Now it seems that he has managed to add a neologism to the language, even if it is both ugly and memorable, to describe the business processes of tech companies over time. This is the word “enshittification”. Well, as I sad: ugly and memorable.
The phrase appeared first, I think, in a column that Doctorow wrote for Locus at the start of the year (it might have been earlier, since he is so prolific it is hard to keep track). The column dealt with the life cycle of technology companies. He was specifically interested in the exodus of users from Facebook and Twitter, although he has applied the model to TikTok and Amazon since then as well.
(Marc Smith, 20120227-NodeXL-Twitter-bigdata network graph, via Flickr, CC BY 2.0)

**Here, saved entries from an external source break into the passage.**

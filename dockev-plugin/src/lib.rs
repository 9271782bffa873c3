pub mod bus;
pub mod contract;
pub mod descriptor;
pub mod error;
pub mod lifecycle;
pub mod loader;
pub mod manager;
pub mod registry;
pub mod script;

// Re-export key types for convenience.
pub use bus::{
    Event, EventBus, EventHandler, EventPublisher, PublishReport, SubscriptionId,
    SubscriptionInfo, events,
};
pub use contract::{Plugin, PluginBus, PluginHandle, ShellFacade};
pub use descriptor::{EntryKind, MANIFEST_FILE, ManifestHeader, PluginDescriptor, PluginKind};
pub use error::{PluginError, Result};
pub use lifecycle::{LifecycleEvent, LifecycleTracker, PluginState};
pub use loader::{
    DefaultModuleLoader, Fingerprint, ModuleLoader, NativeCatalog, NativeFactory, changed,
    discover, import_unit, refresh,
};
pub use manager::{
    ActivePlugin, DispatchOutcome, PluginManager, PluginStatus, StartupFailure, StartupReport,
};
pub use registry::{CommandEntry, CommandHandler, CommandInput, CommandRegistry, command_handler};
pub use script::ScriptPlugin;
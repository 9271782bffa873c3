use std::path::Path;
use std::path::PathBuf;

use tracing_appender::non_blocking::WorkerGuard;
use tracing_subscriber::EnvFilter;
use tracing_subscriber::Layer;
use tracing_subscriber::layer::SubscriberExt;
use tracing_subscriber::util::SubscriberInitExt;

/// Base name of the daily-rolling host log.
pub const LOG_FILE_NAME: &str = "dockev.log";

/// Install the global subscriber: terminal output on stderr (`warn`, or
/// `debug` with `verbose`, overridable through `RUST_LOG`) and, when
/// `log_dir` is set, a daily file at `info` or `debug`.
///
/// Keep the returned guard alive for the life of the process so buffered
/// file output is flushed.
pub fn init(verbose: bool, log_dir: Option<&Path>) -> anyhow::Result<Option<WorkerGuard>> {
    let terminal_filter = EnvFilter::try_from_default_env()
        .unwrap_or_else(|_| EnvFilter::new(if verbose { "debug" } else { "warn" }));
    let terminal = tracing_subscriber::fmt::layer()
        .with_writer(std::io::stderr)
        .with_target(false)
        .with_filter(terminal_filter);

    let (file, guard) = match log_dir {
        Some(dir) => {
            std::fs::create_dir_all(dir)?;
            let appender = tracing_appender::rolling::daily(dir, LOG_FILE_NAME);
            let (writer, guard) = tracing_appender::non_blocking(appender);
            let layer = tracing_subscriber::fmt::layer()
                .with_writer(writer)
                .with_ansi(false)
                .with_filter(EnvFilter::new(if verbose { "debug" } else { "info" }));
            (Some(layer), Some(guard))
        }
        None => (None, None),
    };

    tracing_subscriber::registry()
        .with(terminal)
        .with(file)
        .try_init()?;
    Ok(guard)
}

/// The most recent rolled log file in `log_dir`.
pub fn latest_log_file(log_dir: &Path) -> Option<PathBuf> {
    let mut files: Vec<PathBuf> = std::fs::read_dir(log_dir)
        .ok()?
        .filter_map(Result::ok)
        .map(|entry| entry.path())
        .filter(|path| {
            path.file_name()
                .is_some_and(|name| name.to_string_lossy().starts_with(LOG_FILE_NAME))
        })
        .collect();
    files.sort();
    files.pop()
}

/// Last `n` lines of a text file.
pub fn tail(path: &Path, n: usize) -> std::io::Result<Vec<String>> {
    let text = std::fs::read_to_string(path)?;
    let lines: Vec<&str> = text.lines().collect();
    let start = lines.len().saturating_sub(n);
    Ok(lines[start..].iter().map(ToString::to_string).collect())
}

#[cfg(test)]
mod tests {
    use super::*;
    use pretty_assertions::assert_eq;
    use tempfile::TempDir;

    #[test]
    fn test_latest_log_file_picks_newest_day() {
        let dir = TempDir::new().unwrap();
        assert_eq!(latest_log_file(dir.path()), None);

        std::fs::write(dir.path().join("dockev.log.2024-01-01"), "old").unwrap();
        std::fs::write(dir.path().join("dockev.log.2024-01-02"), "new").unwrap();
        std::fs::write(dir.path().join("other.txt"), "x").unwrap();
        assert_eq!(
            latest_log_file(dir.path()),
            Some(dir.path().join("dockev.log.2024-01-02"))
        );
    }

    #[test]
    fn test_tail() {
        let dir = TempDir::new().unwrap();
        let path = dir.path().join("f.log");
        std::fs::write(&path, "a\nb\nc\n").unwrap();
        assert_eq!(tail(&path, 2).unwrap(), vec!["b", "c"]);
        assert_eq!(tail(&path, 10).unwrap(), vec!["a", "b", "c"]);
        assert!(tail(&dir.path().join("missing"), 1).is_err());
    }
}
pub mod cli_args;
pub mod config;
pub mod logging;
pub mod plugins;
pub mod prompt;
pub mod scaffold;
pub mod shell;
pub mod usage;

pub use cli_args::ArgsValidationError;
pub use cli_args::DockevCliArgs;
pub use config::ConfigError;
pub use config::HostConfig;
pub use prompt::TerminalPrompt;
pub use shell::Builtin;
pub use shell::Flow;
pub use shell::Shell;
pub use shell::build_manager;
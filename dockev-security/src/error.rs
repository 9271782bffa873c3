use crate::capability::Capability;

/// Errors produced by the permission ledger and its persistence.
#[derive(Debug, thiserror::Error)]
pub enum SecurityError {
    #[error("io: {0}")]
    Io(#[from] std::io::Error),

    #[error("json: {0}")]
    Json(#[from] serde_json::Error),
}

pub type Result<T> = std::result::Result<T, SecurityError>;

/// A capability check came back negative.
///
/// This is an ordinary outcome, not a failure of the host: callers fall back
/// or tell the operator.
#[derive(Debug, Clone, PartialEq, Eq, thiserror::Error)]
#[error("plugin '{plugin}' lacks the '{capability}' permission")]
pub struct PermissionDenied {
    pub plugin: String,
    pub capability: Capability,
}
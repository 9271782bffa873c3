use std::collections::HashMap;
use std::collections::VecDeque;

use serde::Deserialize;
use serde::Serialize;
use strum_macros::Display;

/// Lifecycle state of one plugin slot.
#[derive(Debug, Clone, Copy, PartialEq, Eq, Hash, Serialize, Deserialize, Display)]
#[serde(rename_all = "snake_case")]
#[strum(serialize_all = "snake_case")]
pub enum PluginState {
    Discovered,
    Loading,
    Active,
    Unloading,
    Unloaded,
    Failed,
}

impl PluginState {
    /// Edges of the slot state machine.
    ///
    /// `discovered`/`unloaded`/`failed` may jump straight to `failed` when a
    /// load is skipped before it starts (missing dependency, unreadable unit).
    pub fn can_transition_to(self, to: PluginState) -> bool {
        use PluginState::*;
        matches!(
            (self, to),
            (Discovered | Unloaded | Failed, Loading)
                | (Discovered | Unloaded | Failed, Failed)
                | (Loading, Active | Failed)
                | (Active, Unloading)
                | (Unloading, Unloaded | Failed)
        )
    }

    /// States from which `load` may start.
    pub fn is_loadable(self) -> bool {
        matches!(self, Self::Discovered | Self::Unloaded | Self::Failed)
    }
}

/// A recorded state change.
#[derive(Debug, Clone, Serialize, Deserialize)]
pub struct LifecycleEvent {
    pub plugin_name: String,
    pub from_state: PluginState,
    pub to_state: PluginState,
    pub timestamp: String,
    pub error: Option<String>,
}

/// Transitions kept by [`LifecycleTracker::new`].
pub const DEFAULT_MAX_EVENTS: usize = 1000;

/// Tracks the state of every plugin slot plus a bounded history of
/// transitions, oldest evicted first.
#[derive(Debug, Clone)]
pub struct LifecycleTracker {
    states: HashMap<String, PluginState>,
    events: VecDeque<LifecycleEvent>,
    max_events: usize,
}

impl Default for LifecycleTracker {
    fn default() -> Self {
        Self::with_capacity(DEFAULT_MAX_EVENTS)
    }
}

impl LifecycleTracker {
    pub fn new() -> Self {
        Self::default()
    }

    pub fn with_capacity(max_events: usize) -> Self {
        Self {
            states: HashMap::new(),
            events: VecDeque::new(),
            max_events,
        }
    }

    /// Record that a slot exists without emitting a transition.
    pub fn discovered(&mut self, plugin_name: &str) {
        self.states
            .entry(plugin_name.to_string())
            .or_insert(PluginState::Discovered);
    }

    pub fn transition(&mut self, plugin_name: &str, to_state: PluginState, error: Option<String>) {
        let from_state = self.state_of(plugin_name);
        self.states.insert(plugin_name.to_string(), to_state);
        if self.max_events == 0 {
            return;
        }
        if self.events.len() == self.max_events {
            self.events.pop_front();
        }
        self.events.push_back(LifecycleEvent {
            plugin_name: plugin_name.into(),
            from_state,
            to_state,
            timestamp: chrono::Utc::now().to_rfc3339(),
            error,
        });
    }

    pub fn state_of(&self, plugin_name: &str) -> PluginState {
        self.states
            .get(plugin_name)
            .copied()
            .unwrap_or(PluginState::Discovered)
    }

    pub fn events_for(&self, plugin_name: &str) -> Vec<&LifecycleEvent> {
        self.events
            .iter()
            .filter(|e| e.plugin_name == plugin_name)
            .collect()
    }

    pub fn plugins_in(&self, state: PluginState) -> Vec<&str> {
        let mut names: Vec<&str> = self
            .states
            .iter()
            .filter(|(_, s)| **s == state)
            .map(|(name, _)| name.as_str())
            .collect();
        names.sort_unstable();
        names
    }
}
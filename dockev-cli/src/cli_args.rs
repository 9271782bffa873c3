use std::path::PathBuf;

use clap::Parser;
use serde::Deserialize;
use serde::Serialize;

use crate::config::HostConfig;

/// Interactive shell that hosts hot-reloadable command plugins.
#[derive(Debug, Clone, Default, PartialEq, Eq, Parser, Serialize, Deserialize)]
#[command(name = "dockev", version, about)]
pub struct DockevCliArgs {
    /// Plugin root directory
    #[arg(long = "plugins", value_name = "DIR", env = "DOCKEV_PLUGINS")]
    pub plugin_root: Option<PathBuf>,

    /// Host config file
    #[arg(long = "config", value_name = "FILE", env = "DOCKEV_CONFIG")]
    pub config_path: Option<PathBuf>,

    /// Deny every permission prompt without asking
    #[arg(long)]
    pub unattended: bool,

    /// Where granted/denied permissions are persisted
    #[arg(long = "ledger", value_name = "FILE")]
    pub ledger_path: Option<PathBuf>,

    /// Keep the permission ledger in memory only
    #[arg(long)]
    pub no_persist: bool,

    /// Hot-reload poll interval in milliseconds (0 disables)
    #[arg(long = "poll-ms", value_name = "N")]
    pub poll_ms: Option<u64>,

    /// Do not write the default plugins into an empty plugin root
    #[arg(long)]
    pub no_scaffold: bool,

    /// Debug-level logging
    #[arg(short, long)]
    pub verbose: bool,

    /// Run a command line and exit; may be repeated
    #[arg(short = 'c', long = "command", value_name = "LINE")]
    pub commands: Vec<String>,
}

#[derive(Debug, Clone, PartialEq, Eq, thiserror::Error)]
pub enum ArgsValidationError {
    #[error("Conflicting flags: {0}")]
    ConflictingFlags(String),
    #[error("Empty command line passed to --command")]
    EmptyCommand,
}

pub fn validate(args: &DockevCliArgs) -> Result<(), ArgsValidationError> {
    if args.ledger_path.is_some() && args.no_persist {
        return Err(ArgsValidationError::ConflictingFlags(
            "--ledger and --no-persist cannot both be set".to_string(),
        ));
    }
    if args.commands.iter().any(|line| line.trim().is_empty()) {
        return Err(ArgsValidationError::EmptyCommand);
    }
    Ok(())
}

impl DockevCliArgs {
    /// Overlay the flags that were given onto a loaded config.
    pub fn apply_to(&self, config: &mut HostConfig) {
        if let Some(root) = &self.plugin_root {
            config.plugin_root.clone_from(root);
        }
        if let Some(ledger) = &self.ledger_path {
            config.ledger_path = Some(ledger.clone());
            config.persist_ledger = true;
        }
        if self.no_persist {
            config.persist_ledger = false;
        }
        if let Some(ms) = self.poll_ms {
            config.poll_interval_ms = ms;
        }
        if self.unattended {
            config.unattended = true;
        }
    }
}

The argument goes like this. Successful social media companies enjoy network effects: the more people are on it, the more other people want to be, or need to be, on it. Network effects are exponential in their effects, because of the way the number of possible connections increases as more people join.1 But when people leave, this process goes into reverse.
One of the reasons why people don’t leave is because of ‘switching costs’. In social networks these costs are almost all social costs: you can’t access groups of friends you used to be able to access, for example. As social media companies have got more sophisticated (I don’t mean ‘sophisticated’ in a good way) they have learned new ways to make it more difficult to leave.
So, in short, the underlying logic of a social network is to make it as easy as possible for people to join—and as hard as possible to leave:
as Facebook and Twitter cemented their dominance, they steadily changed their services to capture more and more of the value that their users generated for them. At first, the companies shifted value from users to advertisers: engaging in more surveillance to enable finer-grained targeting and offering more intrusive forms of advertising that would fetch high prices from advertisers.
This is the process of ‘enshittification’. And in the process, the value proposition changes. The companies become takers rather than makers. In his later article in Wired, on TikTok and Amazon, he had got this story down to a crisp few lines:
Here is how platforms die: First, they are good to their users; then they abuse their users to make things better for their business customers; finally, they abuse those business customers to claw back all the value for themselves. Then, they die.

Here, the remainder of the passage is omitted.